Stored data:
┄┄┄┄┄┄┄┄┄┄
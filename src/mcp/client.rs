//! MCP client over the Streamable HTTP transport

use reqwest::header::{HeaderMap, HeaderName, HeaderValue, ACCEPT, CONTENT_TYPE};
use serde::de::DeserializeOwned;
use serde_json::{json, Value};
use std::sync::atomic::{AtomicU64, Ordering};
use std::time::Duration;
use thiserror::Error;
use tokio::sync::RwLock;

use super::protocol::*;
use super::sse;
use crate::config::McpServerConfig;

pub const SESSION_HEADER: &str = "mcp-session-id";
pub const PROTOCOL_VERSION_HEADER: &str = "mcp-protocol-version";

#[derive(Debug, Error)]
pub enum McpError {
    #[error("HTTP transport error: {0}")]
    Http(#[from] reqwest::Error),

    #[error("server returned HTTP {status}: {body}")]
    Status { status: u16, body: String },

    #[error("MCP error {code}: {message}")]
    Rpc { code: i64, message: String },

    #[error("invalid JSON from server: {0}")]
    Json(#[from] serde_json::Error),

    #[error("protocol violation: {0}")]
    Protocol(String),

    #[error("invalid header '{0}'")]
    InvalidHeader(String),

    #[error("tool '{0}' not found")]
    UnknownTool(String),
}

/// MCP Client for one remote server
pub struct McpClient {
    name: String,
    url: String,
    http: reqwest::Client,
    request_id: AtomicU64,
    session_id: RwLock<Option<String>>,
    protocol_version: RwLock<Option<String>>,
    server_info: Option<ServerInfo>,
    tools: Vec<McpTool>,
}

impl McpClient {
    pub fn new_http(name: &str, url: &str) -> Result<Self, McpError> {
        Self::from_config(&McpServerConfig::new(name, url))
    }

    pub fn from_config(config: &McpServerConfig) -> Result<Self, McpError> {
        let mut headers = HeaderMap::new();
        headers.insert(
            ACCEPT,
            HeaderValue::from_static("application/json, text/event-stream"),
        );
        for (key, value) in &config.headers {
            let name = HeaderName::from_bytes(key.as_bytes())
                .map_err(|_| McpError::InvalidHeader(key.clone()))?;
            let value =
                HeaderValue::from_str(value).map_err(|_| McpError::InvalidHeader(key.clone()))?;
            headers.insert(name, value);
        }

        let http = reqwest::Client::builder()
            .default_headers(headers)
            .timeout(Duration::from_secs(config.timeout_secs))
            .build()?;

        Ok(Self {
            name: config.name.clone(),
            url: config.url.clone(),
            http,
            request_id: AtomicU64::new(1),
            session_id: RwLock::new(None),
            protocol_version: RwLock::new(None),
            server_info: None,
            tools: Vec::new(),
        })
    }

    pub fn name(&self) -> &str {
        &self.name
    }

    pub fn url(&self) -> &str {
        &self.url
    }

    pub fn server_info(&self) -> Option<&ServerInfo> {
        self.server_info.as_ref()
    }

    pub fn tools(&self) -> &[McpTool] {
        &self.tools
    }

    pub async fn session_id(&self) -> Option<String> {
        self.session_id.read().await.clone()
    }

    /// Handshake and tool discovery.
    pub async fn connect(&mut self) -> Result<(), McpError> {
        let init = self.initialize().await?;
        tracing::info!(
            server = %self.name,
            remote = %init.server_info.name,
            version = %init.protocol_version,
            "MCP server initialized"
        );
        self.server_info = Some(init.server_info);

        self.tools = self.list_tools().await?;
        tracing::debug!(server = %self.name, tools = self.tools.len(), "MCP tools discovered");
        Ok(())
    }

    pub async fn initialize(&self) -> Result<InitializeResult, McpError> {
        let params = InitializeParams {
            protocol_version: PROTOCOL_VERSION.to_string(),
            capabilities: json!({}),
            client_info: ClientInfo {
                name: env!("CARGO_PKG_NAME").to_string(),
                version: env!("CARGO_PKG_VERSION").to_string(),
            },
        };

        let result: InitializeResult = self
            .send_request("initialize", Some(serde_json::to_value(params)?))
            .await?;

        *self.protocol_version.write().await = Some(result.protocol_version.clone());

        self.send_notification("notifications/initialized", None)
            .await?;

        Ok(result)
    }

    /// List every tool, following pagination cursors.
    pub async fn list_tools(&self) -> Result<Vec<McpTool>, McpError> {
        let mut tools = Vec::new();
        let mut cursor: Option<String> = None;

        loop {
            let params = cursor.as_ref().map(|c| json!({ "cursor": c }));
            let page: ListToolsResult = self.send_request("tools/list", params).await?;
            tools.extend(page.tools);

            match page.next_cursor {
                Some(next) if Some(&next) != cursor.as_ref() => cursor = Some(next),
                _ => break,
            }
        }

        Ok(tools)
    }

    pub async fn call_tool(&self, name: &str, arguments: &Value) -> Result<ToolCallResult, McpError> {
        let arguments = match arguments {
            Value::Object(map) => map.clone(),
            Value::Null => serde_json::Map::new(),
            other => {
                return Err(McpError::Protocol(format!(
                    "tool arguments must be an object, got {}",
                    other
                )))
            }
        };

        let params = ToolCallRequest {
            name: name.to_string(),
            arguments,
        };

        self.send_request("tools/call", Some(serde_json::to_value(params)?))
            .await
    }

    /// End the session. Servers may answer 405 when they do not support it.
    pub async fn close(&self) {
        let Some(session) = self.session_id.write().await.take() else {
            return;
        };

        let result = self
            .http
            .delete(&self.url)
            .header(SESSION_HEADER, session)
            .send()
            .await;
        if let Err(e) = result {
            tracing::debug!(server = %self.name, "MCP session close failed: {}", e);
        }
    }

    async fn post(&self, body: &Value) -> Result<reqwest::Response, McpError> {
        let mut request = self.http.post(&self.url).json(body);

        if let Some(session) = self.session_id.read().await.as_ref() {
            request = request.header(SESSION_HEADER, session);
        }
        if let Some(version) = self.protocol_version.read().await.as_ref() {
            request = request.header(PROTOCOL_VERSION_HEADER, version);
        }

        let response = request.send().await?;
        let status = response.status();
        if !status.is_success() {
            let body = response.text().await.unwrap_or_default();
            return Err(McpError::Status {
                status: status.as_u16(),
                body,
            });
        }
        Ok(response)
    }

    async fn send_request<T: DeserializeOwned>(
        &self,
        method: &str,
        params: Option<Value>,
    ) -> Result<T, McpError> {
        let id = self.request_id.fetch_add(1, Ordering::SeqCst);
        let request = McpRequest::new(id, method, params);
        tracing::debug!(server = %self.name, id, method, "MCP request");

        let response = self.post(&serde_json::to_value(&request)?).await?;

        if let Some(session) = response
            .headers()
            .get(SESSION_HEADER)
            .and_then(|v| v.to_str().ok())
        {
            let mut current = self.session_id.write().await;
            if current.as_deref() != Some(session) {
                *current = Some(session.to_string());
            }
        }

        let is_stream = response
            .headers()
            .get(CONTENT_TYPE)
            .and_then(|v| v.to_str().ok())
            .map(|ct| ct.starts_with("text/event-stream"))
            .unwrap_or(false);

        let body = response.text().await?;
        let rpc = if is_stream {
            response_from_stream(&body, id)?
        } else {
            let rpc: McpResponse = serde_json::from_str(&body)?;
            if !rpc.is_for(id) {
                return Err(McpError::Protocol(format!(
                    "response id {:?} does not match request {}",
                    rpc.id, id
                )));
            }
            rpc
        };

        if let Some(error) = rpc.error {
            return Err(McpError::Rpc {
                code: error.code,
                message: error.message,
            });
        }

        let result = rpc
            .result
            .ok_or_else(|| McpError::Protocol("no result in response".to_string()))?;
        Ok(serde_json::from_value(result)?)
    }

    /// Send a notification (no response expected)
    async fn send_notification(&self, method: &str, params: Option<Value>) -> Result<(), McpError> {
        let notification = McpNotification::new(method, params);
        self.post(&serde_json::to_value(notification)?).await?;
        Ok(())
    }
}

/// Pick the reply to request `id` out of an event stream. The server may
/// interleave its own notifications and requests, which are skipped.
fn response_from_stream(body: &str, id: u64) -> Result<McpResponse, McpError> {
    for event in sse::parse_events(body) {
        let Ok(value) = serde_json::from_str::<Value>(&event.data) else {
            continue;
        };
        if value.get("method").is_some() {
            continue;
        }
        let response: McpResponse = serde_json::from_value(value)?;
        if response.is_for(id) {
            return Ok(response);
        }
    }

    Err(McpError::Protocol(format!(
        "event stream ended without a response to request {}",
        id
    )))
}

#[cfg(test)]
mod tests {
    use super::*;

    #[test]
    fn test_invalid_header_rejected() {
        let mut config = McpServerConfig::new("bad", "http://localhost:1/mcp");
        config
            .headers
            .insert("bad header".to_string(), "x".to_string());
        assert!(matches!(
            McpClient::from_config(&config),
            Err(McpError::InvalidHeader(_))
        ));
    }

    #[test]
    fn test_stream_skips_server_messages() {
        let body = concat!(
            "data: {\"jsonrpc\":\"2.0\",\"method\":\"notifications/progress\",\"params\":{}}\n\n",
            "data: {\"jsonrpc\":\"2.0\",\"id\":4,\"result\":{\"tools\":[]}}\n\n",
        );
        let response = response_from_stream(body, 4).unwrap();
        assert!(response.result.is_some());
    }

    #[test]
    fn test_stream_without_match_is_error() {
        let body = "data: {\"jsonrpc\":\"2.0\",\"id\":1,\"result\":{}}\n\n";
        assert!(matches!(
            response_from_stream(body, 2),
            Err(McpError::Protocol(_))
        ));
    }

    #[tokio::test]
    async fn test_non_object_arguments_rejected() {
        let client = McpClient::new_http("test", "http://localhost:1/mcp").unwrap();
        let err = client
            .call_tool("get_weather", &json!(["London"]))
            .await
            .unwrap_err();
        assert!(matches!(err, McpError::Protocol(_)));
    }
}
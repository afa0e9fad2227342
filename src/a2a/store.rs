use async_trait::async_trait;
use std::collections::HashMap;
use tokio::sync::RwLock;

use super::types::Task;

#[async_trait]
pub trait TaskStore: Send + Sync {
    async fn get(&self, task_id: &str) -> Option<Task>;
    async fn save(&self, task: Task);
    async fn delete(&self, task_id: &str) -> bool;
}

/// Tasks live for the lifetime of the process.
#[derive(Default)]
pub struct InMemoryTaskStore {
    tasks: RwLock<HashMap<String, Task>>,
}

impl InMemoryTaskStore {
    pub fn new() -> Self {
        Self::default()
    }

    pub async fn len(&self) -> usize {
        self.tasks.read().await.len()
    }
}

#[async_trait]
impl TaskStore for InMemoryTaskStore {
    async fn get(&self, task_id: &str) -> Option<Task> {
        self.tasks.read().await.get(task_id).cloned()
    }

    async fn save(&self, task: Task) {
        tracing::debug!(task_id = %task.id, state = ?task.status.state, "Task saved");
        self.tasks.write().await.insert(task.id.clone(), task);
    }

    async fn delete(&self, task_id: &str) -> bool {
        self.tasks.write().await.remove(task_id).is_some()
    }
}
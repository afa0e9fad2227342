mod console;

pub use console::Console;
┄┄┄┄┄┄┄┄┄┄
TASK ITEM:
Your answer should be the exact lines above from the one with "not support it." through the one with "let rpc = if", both included, and nothing besides.

WRITTEN RESPONSE:
    /// End the session. Servers may answer 405 when they do not support it.
    pub async fn close(&self) {
        let Some(session) = self.session_id.write().await.take() else {
            return;
        };

        let result = self
            .http
            .delete(&self.url)
            .header(SESSION_HEADER, session)
            .send()
            .await;
        if let Err(e) = result {
            tracing::debug!(server = %self.name, "MCP session close failed: {}", e);
        }
    }

    async fn post(&self, body: &Value) -> Result<reqwest::Response, McpError> {
        let mut request = self.http.post(&self.url).json(body);

        if let Some(session) = self.session_id.read().await.as_ref() {
            request = request.header(SESSION_HEADER, session);
        }
        if let Some(version) = self.protocol_version.read().await.as_ref() {
            request = request.header(PROTOCOL_VERSION_HEADER, version);
        }

        let response = request.send().await?;
        let status = response.status();
        if !status.is_success() {
            let body = response.text().await.unwrap_or_default();
            return Err(McpError::Status {
                status: status.as_u16(),
                body,
            });
        }
        Ok(response)
    }

    async fn send_request<T: DeserializeOwned>(
        &self,
        method: &str,
        params: Option<Value>,
    ) -> Result<T, McpError> {
        let id = self.request_id.fetch_add(1, Ordering::SeqCst);
        let request = McpRequest::new(id, method, params);
        tracing::debug!(server = %self.name, id, method, "MCP request");

        let response = self.post(&serde_json::to_value(&request)?).await?;

        if let Some(session) = response
            .headers()
            .get(SESSION_HEADER)
            .and_then(|v| v.to_str().ok())
        {
            let mut current = self.session_id.write().await;
            if current.as_deref() != Some(session) {
                *current = Some(session.to_string());
            }
        }

        let is_stream = response
            .headers()
            .get(CONTENT_TYPE)
            .and_then(|v| v.to_str().ok())
            .map(|ct| ct.starts_with("text/event-stream"))
            .unwrap_or(false);

        let body = response.text().await?;
        let rpc = if is_stream {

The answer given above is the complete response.